Problem requirements
Retype every entry below exactly as it stands.

Given entries

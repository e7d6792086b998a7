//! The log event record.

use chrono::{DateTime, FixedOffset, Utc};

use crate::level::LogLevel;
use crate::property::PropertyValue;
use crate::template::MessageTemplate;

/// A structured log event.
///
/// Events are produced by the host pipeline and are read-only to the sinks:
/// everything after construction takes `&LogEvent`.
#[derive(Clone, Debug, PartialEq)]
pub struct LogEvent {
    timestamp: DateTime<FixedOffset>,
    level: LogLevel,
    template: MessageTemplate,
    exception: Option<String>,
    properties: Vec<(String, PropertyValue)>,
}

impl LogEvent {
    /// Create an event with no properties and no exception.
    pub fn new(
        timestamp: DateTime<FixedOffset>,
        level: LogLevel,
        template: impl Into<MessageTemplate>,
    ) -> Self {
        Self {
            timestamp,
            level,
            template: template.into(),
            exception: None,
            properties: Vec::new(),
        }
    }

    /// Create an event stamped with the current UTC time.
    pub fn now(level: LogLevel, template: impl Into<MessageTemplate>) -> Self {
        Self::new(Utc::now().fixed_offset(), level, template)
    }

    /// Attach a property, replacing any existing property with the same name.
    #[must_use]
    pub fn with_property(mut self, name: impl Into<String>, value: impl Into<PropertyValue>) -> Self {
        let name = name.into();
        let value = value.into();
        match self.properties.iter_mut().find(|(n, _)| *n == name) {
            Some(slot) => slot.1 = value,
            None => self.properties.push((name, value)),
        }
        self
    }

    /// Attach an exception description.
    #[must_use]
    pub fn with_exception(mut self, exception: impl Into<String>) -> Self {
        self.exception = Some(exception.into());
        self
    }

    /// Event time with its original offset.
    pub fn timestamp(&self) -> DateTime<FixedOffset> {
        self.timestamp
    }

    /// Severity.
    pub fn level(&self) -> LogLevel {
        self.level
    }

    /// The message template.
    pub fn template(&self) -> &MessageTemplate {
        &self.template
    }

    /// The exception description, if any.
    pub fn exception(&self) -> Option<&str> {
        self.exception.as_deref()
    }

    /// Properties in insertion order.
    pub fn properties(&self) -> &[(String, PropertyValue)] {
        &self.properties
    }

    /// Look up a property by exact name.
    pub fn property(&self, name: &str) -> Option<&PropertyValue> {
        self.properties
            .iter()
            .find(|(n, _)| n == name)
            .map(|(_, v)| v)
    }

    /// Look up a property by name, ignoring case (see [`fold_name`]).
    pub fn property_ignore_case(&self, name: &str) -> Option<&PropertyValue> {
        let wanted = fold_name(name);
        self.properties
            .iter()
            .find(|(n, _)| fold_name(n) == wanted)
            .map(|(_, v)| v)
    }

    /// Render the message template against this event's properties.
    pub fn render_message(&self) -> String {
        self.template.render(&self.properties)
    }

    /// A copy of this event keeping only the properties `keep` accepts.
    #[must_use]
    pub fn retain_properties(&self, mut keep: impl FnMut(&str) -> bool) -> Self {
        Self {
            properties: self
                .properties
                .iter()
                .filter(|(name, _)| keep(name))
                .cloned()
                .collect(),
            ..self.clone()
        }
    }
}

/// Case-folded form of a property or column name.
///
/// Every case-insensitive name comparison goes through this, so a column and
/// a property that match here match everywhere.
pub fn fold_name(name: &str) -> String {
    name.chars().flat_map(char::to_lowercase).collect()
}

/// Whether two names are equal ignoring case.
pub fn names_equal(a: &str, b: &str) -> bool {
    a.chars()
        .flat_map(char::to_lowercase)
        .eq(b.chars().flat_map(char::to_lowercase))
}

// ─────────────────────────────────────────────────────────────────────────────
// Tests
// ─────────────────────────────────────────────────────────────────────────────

Answer to this problem
repository e7d6792086b998a7
//! The log event record.

use chrono::{DateTime, FixedOffset, Utc};

use crate::level::LogLevel;
use crate::property::PropertyValue;
use crate::template::MessageTemplate;

/// A structured log event.
///
/// Events are produced by the host pipeline and are read-only to the sinks:
/// everything after construction takes `&LogEvent`.
#[derive(Clone, Debug, PartialEq)]
pub struct LogEvent {
    timestamp: DateTime<FixedOffset>,
    level: LogLevel,
    template: MessageTemplate,
    exception: Option<String>,
    properties: Vec<(String, PropertyValue)>,
}

impl LogEvent {
    /// Create an event with no properties and no exception.
    pub fn new(
        timestamp: DateTime<FixedOffset>,
        level: LogLevel,
        template: impl Into<MessageTemplate>,
    ) -> Self {
        Self {
            timestamp,
            level,
            template: template.into(),
            exception: None,
            properties: Vec::new(),
        }
    }

    /// Create an event stamped with the current UTC time.
    pub fn now(level: LogLevel, template: impl Into<MessageTemplate>) -> Self {
        Self::new(Utc::now().fixed_offset(), level, template)
    }

    /// Attach a property, replacing any existing property with the same name.
    #[must_use]
    pub fn with_property(mut self, name: impl Into<String>, value: impl Into<PropertyValue>) -> Self {
        let name = name.into();
        let value = value.into();
        match self.properties.iter_mut().find(|(n, _)| *n == name) {
            Some(slot) => slot.1 = value,
            None => self.properties.push((name, value)),
        }
        self
    }

    /// Attach an exception description.
    #[must_use]
    pub fn with_exception(mut self, exception: impl Into<String>) -> Self {
        self.exception = Some(exception.into());
        self
    }

    /// Event time with its original offset.
    pub fn timestamp(&self) -> DateTime<FixedOffset> {
        self.timestamp
    }

    /// Severity.
    pub fn level(&self) -> LogLevel {
        self.level
    }

    /// The message template.
    pub fn template(&self) -> &MessageTemplate {
        &self.template
    }

    /// The exception description, if any.
    pub fn exception(&self) -> Option<&str> {
        self.exception.as_deref()
    }

    /// Properties in insertion order.
    pub fn properties(&self) -> &[(String, PropertyValue)] {
        &self.properties
    }

    /// Look up a property by exact name.
    pub fn property(&self, name: &str) -> Option<&PropertyValue> {
        self.properties
            .iter()
            .find(|(n, _)| n == name)
            .map(|(_, v)| v)
    }

    /// Look up a property by name, ignoring case (see [`fold_name`]).
    pub fn property_ignore_case(&self, name: &str) -> Option<&PropertyValue> {
        let wanted = fold_name(name);
        self.properties
            .iter()
            .find(|(n, _)| fold_name(n) == wanted)
            .map(|(_, v)| v)
    }

    /// Render the message template against this event's properties.
    pub fn render_message(&self) -> String {
        self.template.render(&self.properties)
    }

    /// A copy of this event keeping only the properties `keep` accepts.
    #[must_use]
    pub fn retain_properties(&self, mut keep: impl FnMut(&str) -> bool) -> Self {
        Self {
            properties: self
                .properties
                .iter()
                .filter(|(name, _)| keep(name))
                .cloned()
                .collect(),
            ..self.clone()
        }
    }
}

/// Case-folded form of a property or column name.
///
/// Every case-insensitive name comparison goes through this, so a column and
/// a property that match here match everywhere.
pub fn fold_name(name: &str) -> String {
    name.chars().flat_map(char::to_lowercase).collect()
}

/// Whether two names are equal ignoring case.
pub fn names_equal(a: &str, b: &str) -> bool {
    a.chars()
        .flat_map(char::to_lowercase)
        .eq(b.chars().flat_map(char::to_lowercase))
}

// ─────────────────────────────────────────────────────────────────────────────
// Tests
// ─────────────────────────────────────────────────────────────────────────────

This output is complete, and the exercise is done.